A força resultante dos diversos vectores gravitacionais que o solicitam leva o planeta a percorrer, ano após ano, século após século, a sua trajectória, de acordo com as inevitáveis equações da mecânica.
É uma órbita confortável, e não há quanto a ela no seu pensamento qualquer parcela de ressentimento ou queixa.
Ele sente a radiação dura das múltiplas fontes de raios-X dispersas pelo espaço, mais a que lhe chega proveniente do Sol - ora uma ondulação macia e agradável, do ultravioleta ao infravermelho, ora chuveiros ásperos de protões que lhe varrem a superfície na sequência de tempestades solares - bem como a outra, mais atenuada, com origem nos planetas, cometas e outros corpos. E numa frequência primordial, como um batimento surdo, recebe os fotões antiquíssimos que lhe chegam do fundo do tempo, a respiração do universo...
Uma parte da sua consciência está permanentemente dedicada à monitorização do seu metabolismo interno: controlar a energia radiada para o espaço, de forma a que o balanço entre a energia que entra (vinda principalmente do Sol) e a que sai tenha soma nula, e dessa forma conseguir manter uma temperatura média constante. Este controlo é feito através da maior ou menor extensão das calotes geladas que possui nos pólos e também da quantidade de poeira em suspensão na sua fina atmosfera. As interacções são fortemente não lineares, pelo que o ajustamento dos diversos factores tem que ser muito cuidadoso.
Mas sente-se só, o planeta.
Lembra-se vagamente de na sua infância longínqua ter pensado que os dois corpos que circulam à sua volta eram inteligentes. Levou muito tempo a tentar comunicar com eles, até concluir que estavam mortos. Depois de aliviar a sua cólera com algumas erupções vulcânicas, deixou de olhar para eles. Hoje, mais maduro, consegue obter alguma fruição estética da contemplação do bailado que executam em seu redor.
A permanente enxurrada de fotões que recebe do Sol não transporta informação, é pura energia. Mesmo quando ocorrem erupções solares, análises que efectuou ao longo de milénios aos padrões de variação da radiação recebida deram-lhe a certeza que não há uma inteligência na estrela que o faz viver.
Muito tempo atrás concluiu também que os dois planetas mais próximos do Sol, se alguma vez viveram, estão agora mortos. A distâncias tão curtas do Sol, a densidade de energia é demasiado elevada para a eclosão da inteligência.
Do lado dos gigantes gasosos também não tem qualquer esperança. Está a desenvolver a teoria de que é necessária a presença de metais pesados para fazer aparecer inteligência e também que existe um limiar de temperatura abaixo do qual a inteligência não emerge. Continua a recolher dados para tornar a teoria mais sólida.

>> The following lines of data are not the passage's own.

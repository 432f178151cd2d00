#![no_main]

use libfuzzer_sys::fuzz_target;

fuzz_target!(|data: &[u8]| {
    let _ = icboost::persist::text::read_forest(data);
});
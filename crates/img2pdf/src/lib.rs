pub mod convert;
mod error;
mod geometry;
mod job;
mod layout;
mod pdf;

pub use convert::run;
pub use error::{ConvertError, Result};
pub use geometry::{PageGeometry, mm_to_pt, pt_to_mm};
pub use job::{ConversionJob, ImageSource};
pub use layout::{InvalidDimensions, Placement, compute_placement};
pub use pdf::assemble_pdf_bytes;
use anyhow::{Result, bail};
use clap::Parser;
use img2pdf_runtime::{ConvertCommand, ConvertUpdate, worker_task};
use std::path::PathBuf;
use tokio::sync::mpsc;

#[derive(Parser)]
#[command(
    name = "img2pdf",
    about = "Convert images into a single PDF, one page per image",
    version
)]
struct Cli {
    /// Input images (PNG or JPEG), in page order
    #[arg(required = true, num_args = 1..)]
    images: Vec<PathBuf>,

    /// Output name; ".pdf" is always appended (empty uses "output")
    #[arg(short, long, default_value = "")]
    output: String,
}

const ACCEPTED_EXTENSIONS: [&str; 3] = ["png", "jpg", "jpeg"];

/// Reject anything that is not a PNG/JPEG path before a job starts.
///
/// The converter itself assumes a well-formed job; extension filtering is
/// this binary's responsibility.
fn validate_inputs(images: &[PathBuf]) -> Result<()> {
    for path in images {
        let ext = path
            .extension()
            .and_then(|e| e.to_str())
            .map(|e| e.to_ascii_lowercase());
        match ext {
            Some(ext) if ACCEPTED_EXTENSIONS.contains(&ext.as_str()) => {}
            _ => bail!(
                "unsupported input {}: expected .png, .jpg or .jpeg",
                path.display()
            ),
        }
    }
    Ok(())
}

#[tokio::main]
async fn main() -> Result<()> {
    env_logger::init();
    let cli = Cli::parse();
    validate_inputs(&cli.images)?;

    let total = cli.images.len();
    let (command_tx, command_rx) = mpsc::unbounded_channel();
    let (update_tx, mut update_rx) = mpsc::unbounded_channel();
    let worker = tokio::spawn(worker_task(command_rx, update_tx));

    command_tx.send(ConvertCommand::Convert {
        images: cli.images,
        output_name: cli.output,
    })?;
    // Closing the command channel lets the worker exit after this job
    drop(command_tx);

    while let Some(update) = update_rx.recv().await {
        match update {
            ConvertUpdate::Started { page_count } => {
                println!("Processing {page_count} images...");
            }
            ConvertUpdate::PageAdded { index } => {
                println!("  page {}/{}", index + 1, total);
            }
            ConvertUpdate::Completed { path } => {
                println!("Converted → {}", path.display());
            }
            ConvertUpdate::Failed { message } => {
                bail!("conversion failed: {message}");
            }
        }
    }

    worker.await?;
    Ok(())
}
//! Page geometry constants
//!
//! All layout math happens in PDF points (1 inch = 72 points). The page
//! size and printable area are process-wide constants; nothing mutates
//! them after startup.

/// Points per millimeter (1 inch = 72 points, 1 inch = 25.4mm)
pub const POINTS_PER_MM: f32 = 72.0 / 25.4; // ≈ 2.83465

/// Convert millimeters to points
#[inline]
pub fn mm_to_pt(mm: f32) -> f32 {
    mm * POINTS_PER_MM
}

/// Convert points to millimeters
#[inline]
pub fn pt_to_mm(pt: f32) -> f32 {
    pt / POINTS_PER_MM
}

/// Page width in points (US Letter: 8.5" × 11")
pub const PAGE_WIDTH_PT: f32 = 612.0;

/// Page height in points (US Letter)
pub const PAGE_HEIGHT_PT: f32 = 792.0;

/// Printable width in points (page minus 36pt margins on each side)
pub const PRINTABLE_WIDTH_PT: f32 = 540.0;

/// Printable height in points (page minus 36pt margins on each side)
pub const PRINTABLE_HEIGHT_PT: f32 = 720.0;

/// Fixed page dimensions and printable area, in points.
///
/// The printable area is where image content may land; the band around it
/// stays blank so nothing prints into the physical margin.
#[derive(Debug, Clone, Copy, PartialEq)]
pub struct PageGeometry {
    /// Full page width
    pub page_width: f32,
    /// Full page height
    pub page_height: f32,
    /// Width available for image content
    pub available_width: f32,
    /// Height available for image content
    pub available_height: f32,
}

impl PageGeometry {
    /// US Letter at 72 dpi with a 36pt margin on every side
    pub const LETTER: PageGeometry = PageGeometry {
        page_width: PAGE_WIDTH_PT,
        page_height: PAGE_HEIGHT_PT,
        available_width: PRINTABLE_WIDTH_PT,
        available_height: PRINTABLE_HEIGHT_PT,
    };
}

impl Default for PageGeometry {
    fn default() -> Self {
        Self::LETTER
    }
}

#[cfg(test)]
mod tests {
    use super::*;

    #[test]
    fn test_letter_margins_are_symmetric() {
        let geom = PageGeometry::LETTER;
        assert_eq!(geom.page_width - geom.available_width, 72.0);
        assert_eq!(geom.page_height - geom.available_height, 72.0);
    }

    #[test]
    fn test_unit_conversion_roundtrip() {
        let pt = 612.0;
        assert!((mm_to_pt(pt_to_mm(pt)) - pt).abs() < 0.001);
        // US Letter width is 215.9mm
        assert!((pt_to_mm(PAGE_WIDTH_PT) - 215.9).abs() < 0.01);
    }
}
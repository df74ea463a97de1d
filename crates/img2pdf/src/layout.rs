//! Image placement within a page
//!
//! This module calculates where a single image lands on a single page:
//! - Uniform scaling so the image fits the printable area on both axes
//! - Centering within the full page
//!
//! The calculation is pure and deterministic; the same inputs always
//! produce the same placement.

use thiserror::Error;

use crate::geometry::PageGeometry;

/// Raised when an image reports a zero or negative dimension
#[derive(Error, Debug, Clone, Copy, PartialEq)]
#[error("image dimensions must be positive, got {width}x{height}")]
pub struct InvalidDimensions {
    pub width: f32,
    pub height: f32,
}

/// Final placement of one image on one page
///
/// All values are in points. `width` and `height` are the scaled image
/// dimensions; the origin is the bottom-left corner of the image.
#[derive(Debug, Clone, Copy, PartialEq)]
pub struct Placement {
    /// Uniform scale applied to both axes
    pub scale_factor: f32,
    /// Scaled image width
    pub width: f32,
    /// Scaled image height
    pub height: f32,
    /// X position of the image's left edge
    pub x_origin: f32,
    /// Y position of the image's bottom edge
    pub y_origin: f32,
}

/// Calculate the placement for an image with the given pixel dimensions.
///
/// The scale factor is the minimum of the two axis ratios, so the scaled
/// image fits within both the printable width and height simultaneously
/// while keeping its aspect ratio. The image is then centered on the full
/// page, leaving equal margins on each axis.
///
/// # Arguments
/// * `image_width` - Intrinsic image width in pixels
/// * `image_height` - Intrinsic image height in pixels
/// * `geometry` - Page and printable-area dimensions
pub fn compute_placement(
    image_width: f32,
    image_height: f32,
    geometry: &PageGeometry,
) -> Result<Placement, InvalidDimensions> {
    if image_width <= 0.0 || image_height <= 0.0 {
        return Err(InvalidDimensions {
            width: image_width,
            height: image_height,
        });
    }

    let scale_w = geometry.available_width / image_width;
    let scale_h = geometry.available_height / image_height;
    let scale_factor = scale_w.min(scale_h);

    let width = image_width * scale_factor;
    let height = image_height * scale_factor;

    Ok(Placement {
        scale_factor,
        width,
        height,
        x_origin: (geometry.page_width - width) / 2.0,
        y_origin: (geometry.page_height - height) / 2.0,
    })
}
//! PDF document assembly
//!
//! Builds the whole document in memory: one page per source image, each
//! page painted with an opaque white background before the image is drawn
//! at its computed placement. Nothing touches the filesystem for output
//! here; the caller receives the serialized bytes and persists them in a
//! single write.

use printpdf::*;

use crate::error::{ConvertError, Result};
use crate::geometry::{PageGeometry, pt_to_mm};
use crate::job::ImageSource;
use crate::layout::{Placement, compute_placement};

/// Assemble a PDF from the given sources, in order.
///
/// `on_page` fires after each page is sealed, with the zero-based index of
/// the source that produced it. Any failure aborts the whole assembly; no
/// partial document escapes.
pub fn assemble_pdf_bytes<F>(
    sources: &[ImageSource],
    geometry: &PageGeometry,
    mut on_page: F,
) -> Result<Vec<u8>>
where
    F: FnMut(usize),
{
    let mut doc = PdfDocument::new("Images");
    let mut pages = Vec::with_capacity(sources.len());

    for (index, source) in sources.iter().enumerate() {
        let (width_px, height_px) = source.dimensions()?;
        let placement = compute_placement(width_px as f32, height_px as f32, geometry).map_err(
            |invalid| ConvertError::InvalidImageDimensions {
                path: source.path().to_owned(),
                source: invalid,
            },
        )?;

        let bytes = std::fs::read(source.path()).map_err(|e| ConvertError::ImageRead {
            path: source.path().to_owned(),
            message: e.to_string(),
        })?;
        let mut warnings = Vec::new();
        let raw_image = RawImage::decode_from_bytes(&bytes, &mut warnings).map_err(|message| {
            ConvertError::ImageRead {
                path: source.path().to_owned(),
                message,
            }
        })?;
        let image_id = doc.add_image(&raw_image);

        let ops = page_ops(image_id, &placement, geometry);
        pages.push(PdfPage::new(
            Mm(pt_to_mm(geometry.page_width)),
            Mm(pt_to_mm(geometry.page_height)),
            ops,
        ));

        log::debug!(
            "page {} sealed: {} at {:.1}x{:.1}pt, scale {:.3}",
            index,
            source.path().display(),
            placement.width,
            placement.height,
            placement.scale_factor
        );
        on_page(index);
    }

    doc.pages = pages;

    let mut warnings = Vec::new();
    Ok(doc.save(&PdfSaveOptions::default(), &mut warnings))
}

/// Operations for a single page: white background, then the image.
///
/// The image transform pins the dpi to 72 so one source pixel maps to one
/// point before the uniform placement scale is applied.
fn page_ops(image_id: XObjectId, placement: &Placement, geometry: &PageGeometry) -> Vec<Op> {
    let corners = [
        (0.0, 0.0),
        (geometry.page_width, 0.0),
        (geometry.page_width, geometry.page_height),
        (0.0, geometry.page_height),
    ];
    let background = Polygon {
        rings: vec![PolygonRing {
            points: corners
                .iter()
                .map(|&(x, y)| LinePoint {
                    p: Point { x: Pt(x), y: Pt(y) },
                    bezier: false,
                })
                .collect(),
        }],
        mode: PaintMode::Fill,
        winding_order: WindingOrder::NonZero,
    };

    vec![
        Op::SetFillColor {
            col: Color::Rgb(Rgb {
                r: 1.0,
                g: 1.0,
                b: 1.0,
                icc_profile: None,
            }),
        },
        Op::DrawPolygon {
            polygon: background,
        },
        Op::UseXobject {
            id: image_id,
            transform: XObjectTransform {
                translate_x: Some(Pt(placement.x_origin)),
                translate_y: Some(Pt(placement.y_origin)),
                rotate: None,
                scale_x: Some(placement.scale_factor),
                scale_y: Some(placement.scale_factor),
                dpi: Some(72.0),
            },
        },
    ]
}

#[cfg(test)]
mod tests {
    use super::*;

    #[test]
    fn test_page_ops_paint_background_before_image() {
        let placement = compute_placement(800.0, 600.0, &PageGeometry::LETTER).unwrap();
        let ops = page_ops(
            XObjectId::new(),
            &placement,
            &PageGeometry::LETTER,
        );

        assert_eq!(ops.len(), 3);
        assert!(matches!(ops[0], Op::SetFillColor { .. }));
        assert!(matches!(ops[1], Op::DrawPolygon { .. }));
        assert!(matches!(ops[2], Op::UseXobject { .. }));
    }

    #[test]
    fn test_background_covers_full_page() {
        let placement = compute_placement(800.0, 600.0, &PageGeometry::LETTER).unwrap();
        let ops = page_ops(XObjectId::new(), &placement, &PageGeometry::LETTER);

        let Op::DrawPolygon { polygon } = &ops[1] else {
            panic!("expected polygon op");
        };
        let points = &polygon.rings[0].points;
        assert_eq!(points.len(), 4);
        let max_x = points.iter().map(|p| p.p.x.0).fold(0.0f32, f32::max);
        let max_y = points.iter().map(|p| p.p.y.0).fold(0.0f32, f32::max);
        assert_eq!(max_x, 612.0);
        assert_eq!(max_y, 792.0);
    }
}
//! Key codes and the translation table of the Model 100 matrix.

use std::fmt::{Display, Formatter};
use crate::config::{COLUMNS, ROWS};

/// Linux input key codes (`linux/input-event-codes.h`) produced by this keyboard.
#[derive(Copy, Clone, Debug, Eq, PartialEq, Hash)]
#[repr(u16)]
pub enum KeyCode {
    Esc = 1,
    N1 = 2,
    N2 = 3,
    N3 = 4,
    N4 = 5,
    N5 = 6,
    N6 = 7,
    N7 = 8,
    N8 = 9,
    N9 = 10,
    N0 = 11,
    Minus = 12,
    Equal = 13,
    Backspace = 14,
    Tab = 15,
    Q = 16,
    W = 17,
    E = 18,
    R = 19,
    T = 20,
    Y = 21,
    U = 22,
    I = 23,
    O = 24,
    P = 25,
    LeftBrace = 26,
    RightBrace = 27,
    Enter = 28,
    LeftCtrl = 29,
    A = 30,
    S = 31,
    D = 32,
    F = 33,
    G = 34,
    H = 35,
    J = 36,
    K = 37,
    L = 38,
    Semicolon = 39,
    Apostrophe = 40,
    LeftShift = 42,
    Backslash = 43,
    Z = 44,
    X = 45,
    C = 46,
    V = 47,
    B = 48,
    N = 49,
    M = 50,
    Comma = 51,
    Dot = 52,
    Slash = 53,
    LeftAlt = 56,
    Space = 57,
    F1 = 59,
    F2 = 60,
    F3 = 61,
    F4 = 62,
    F5 = 63,
    F6 = 64,
    F7 = 65,
    F11 = 87,
    F12 = 88,
    Up = 103,
    PageUp = 104,
    Left = 105,
    Right = 106,
    Down = 108,
    PageDown = 109,
    Delete = 111,
}

impl KeyCode {
    /// Every key this keyboard can emit symbolically.
    pub const ALL: [KeyCode; 70] = {
        use KeyCode::*;
        [
            Esc, N1, N2, N3, N4, N5, N6, N7, N8, N9, N0, Minus, Equal, Backspace, Tab,
            Q, W, E, R, T, Y, U, I, O, P, LeftBrace, RightBrace, Enter, LeftCtrl,
            A, S, D, F, G, H, J, K, L, Semicolon, Apostrophe, LeftShift, Backslash,
            Z, X, C, V, B, N, M, Comma, Dot, Slash, LeftAlt, Space,
            F1, F2, F3, F4, F5, F6, F7, F11, F12,
            Up, PageUp, Left, Right, Down, PageDown, Delete,
        ]
    };

    /// The numeric Linux key code.
    pub const fn code(self) -> u16 {
        self as u16
    }

    /// The `KEY_*` name of the key, for diagnostics.
    pub const fn name(self) -> &'static str {
        use KeyCode::*;

        match self {
            Esc => "KEY_ESC",
            N1 => "KEY_1",
            N2 => "KEY_2",
            N3 => "KEY_3",
            N4 => "KEY_4",
            N5 => "KEY_5",
            N6 => "KEY_6",
            N7 => "KEY_7",
            N8 => "KEY_8",
            N9 => "KEY_9",
            N0 => "KEY_0",
            Minus => "KEY_MINUS",
            Equal => "KEY_EQUAL",
            Backspace => "KEY_BACKSPACE",
            Tab => "KEY_TAB",
            Q => "KEY_Q",
            W => "KEY_W",
            E => "KEY_E",
            R => "KEY_R",
            T => "KEY_T",
            Y => "KEY_Y",
            U => "KEY_U",
            I => "KEY_I",
            O => "KEY_O",
            P => "KEY_P",
            LeftBrace => "KEY_LEFTBRACE",
            RightBrace => "KEY_RIGHTBRACE",
            Enter => "KEY_ENTER",
            LeftCtrl => "KEY_LEFTCTRL",
            A => "KEY_A",
            S => "KEY_S",
            D => "KEY_D",
            F => "KEY_F",
            G => "KEY_G",
            H => "KEY_H",
            J => "KEY_J",
            K => "KEY_K",
            L => "KEY_L",
            Semicolon => "KEY_SEMICOLON",
            Apostrophe => "KEY_APOSTROPHE",
            LeftShift => "KEY_LEFTSHIFT",
            Backslash => "KEY_BACKSLASH",
            Z => "KEY_Z",
            X => "KEY_X",
            C => "KEY_C",
            V => "KEY_V",
            B => "KEY_B",
            N => "KEY_N",
            M => "KEY_M",
            Comma => "KEY_COMMA",
            Dot => "KEY_DOT",
            Slash => "KEY_SLASH",
            LeftAlt => "KEY_LEFTALT",
            Space => "KEY_SPACE",
            F1 => "KEY_F1",
            F2 => "KEY_F2",
            F3 => "KEY_F3",
            F4 => "KEY_F4",
            F5 => "KEY_F5",
            F6 => "KEY_F6",
            F7 => "KEY_F7",
            F11 => "KEY_F11",
            F12 => "KEY_F12",
            Up => "KEY_UP",
            PageUp => "KEY_PAGEUP",
            Left => "KEY_LEFT",
            Right => "KEY_RIGHT",
            Down => "KEY_DOWN",
            PageDown => "KEY_PAGEDOWN",
            Delete => "KEY_DELETE",
        }
    }
}

impl Display for KeyCode {
    fn fmt(&self, f: &mut Formatter<'_>) -> std::fmt::Result {
        f.write_str(self.name())
    }
}

/// A key switch location in the matrix.
#[derive(Copy, Clone, Debug, Eq, PartialEq, Hash)]
pub struct MatrixPosition {
    pub row: usize,
    pub column: usize,
}

impl MatrixPosition {
    pub const fn new(row: usize, column: usize) -> Self {
        MatrixPosition { row, column }
    }
}

impl Display for MatrixPosition {
    fn fmt(&self, f: &mut Formatter<'_>) -> std::fmt::Result {
        write!(f, "Row {} Col {}", self.row, self.column)
    }
}

/// The key assignment of every matrix position, indexed `[row][column]`.
///
/// The modifier column entries of rows 0, 1, 2, 3 and 5 are never looked up: those
/// switches arm a latch instead of producing a key.
pub const KEYMAP: [[KeyCode; COLUMNS]; ROWS] = {
    use KeyCode::*;
    [
        [Z, A, Q, O, N1, N9, Backspace, F1, LeftShift],
        [X, S, W, P, N2, N0, Up, F2, LeftCtrl],
        [C, D, E, Equal, N3, Semicolon, Down, F3, LeftAlt],
        [V, F, R, Backslash, N4, Apostrophe, Left, F4, LeftShift],
        [B, G, T, Comma, N5, Minus, Right, F5, LeftShift],
        [N, H, Y, Dot, N6, LeftBrace, Tab, F6, LeftShift],
        [M, J, U, Slash, N7, Space, Esc, F7, LeftShift],
        [L, K, I, RightBrace, N8, Delete, Enter, F11, F12],
    ]
};

/// Translates a matrix position to its key code.
///
/// The scanner only produces positions inside the matrix.
pub fn translate(position: MatrixPosition) -> KeyCode {
    KEYMAP[position.row][position.column]
}

#[cfg(test)]
mod tests {
    use super::*;
    use std::collections::HashSet;

    #[test]
    fn translates_letters_and_digits() {
        assert_eq!(translate(MatrixPosition::new(0, 2)), KeyCode::Q);
        assert_eq!(translate(MatrixPosition::new(7, 0)), KeyCode::L);
        assert_eq!(translate(MatrixPosition::new(3, 4)), KeyCode::N4);
        assert_eq!(translate(MatrixPosition::new(1, 5)), KeyCode::N0);
    }

    #[test]
    fn translates_modifier_column() {
        assert_eq!(translate(MatrixPosition::new(4, 8)), KeyCode::LeftShift);
        assert_eq!(translate(MatrixPosition::new(6, 8)), KeyCode::LeftShift);
        assert_eq!(translate(MatrixPosition::new(7, 8)), KeyCode::F12);
        assert_eq!(translate(MatrixPosition::new(1, 8)), KeyCode::LeftCtrl);
    }

    #[test]
    fn every_position_is_mapped() {
        for row in 0..ROWS {
            for column in 0..COLUMNS {
                let key = translate(MatrixPosition::new(row, column));
                assert!(KeyCode::ALL.contains(&key), "{} missing from ALL", key);
            }
        }
    }

    #[test]
    fn all_keys_are_unique() {
        let codes: HashSet<u16> = KeyCode::ALL.iter().map(|k| k.code()).collect();
        assert_eq!(codes.len(), KeyCode::ALL.len());
    }

    #[test]
    fn names_match_linux_identifiers() {
        assert_eq!(KeyCode::Q.name(), "KEY_Q");
        assert_eq!(KeyCode::N9.name(), "KEY_9");
        assert_eq!(KeyCode::PageDown.to_string(), "KEY_PAGEDOWN");
        assert_eq!(KeyCode::Delete.code(), 111);
    }

    #[test]
    fn positions_display_like_diagnostics() {
        let position = MatrixPosition::new(0, 2);
        assert_eq!(position.to_string(), "Row 0 Col 2");
    }
}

A sua expectativa está centrada no planeta azul. A lente em que transformou a enorme montanha por onde no passado longínquo excretava parte das suas entranhas é utilizada para concentrar a radiação que o planeta azul, a partir de certa altura, começou prodigamente a espalhar em todas as direcções. Esses fotões transportam sem dúvida informação, embora o seu significado esteja por enquanto para além da sua compreensão. Mas é com alguma ansiedade que continua a receber e analisar essa radiação que lhe chega de outro planeta com o qual poderá no futuro vir a comunicar.
Algumas dezenas de translações após o início dessas emissões, da superfície do planeta azul começaram a sair objectos, alguns regressando rapidamente, outros que se mantinham em órbita durante períodos mais ou menos longos.
Mais tarde, outros objectos aventuraram-se mais longe, atravessando a cintura de meteoros, passando para lá dos gigantes gasosos.
Ainda outros vieram e passaram por ele, roçando as camadas superiores da sua leve atmosfera. Os seguintes andaram à sua volta, e ele observava, sempre recolhendo dados, mas nunca houve (ou ele nunca detectou) qualquer tentativa de contacto directo. Procediam como se ele não estivesse ali.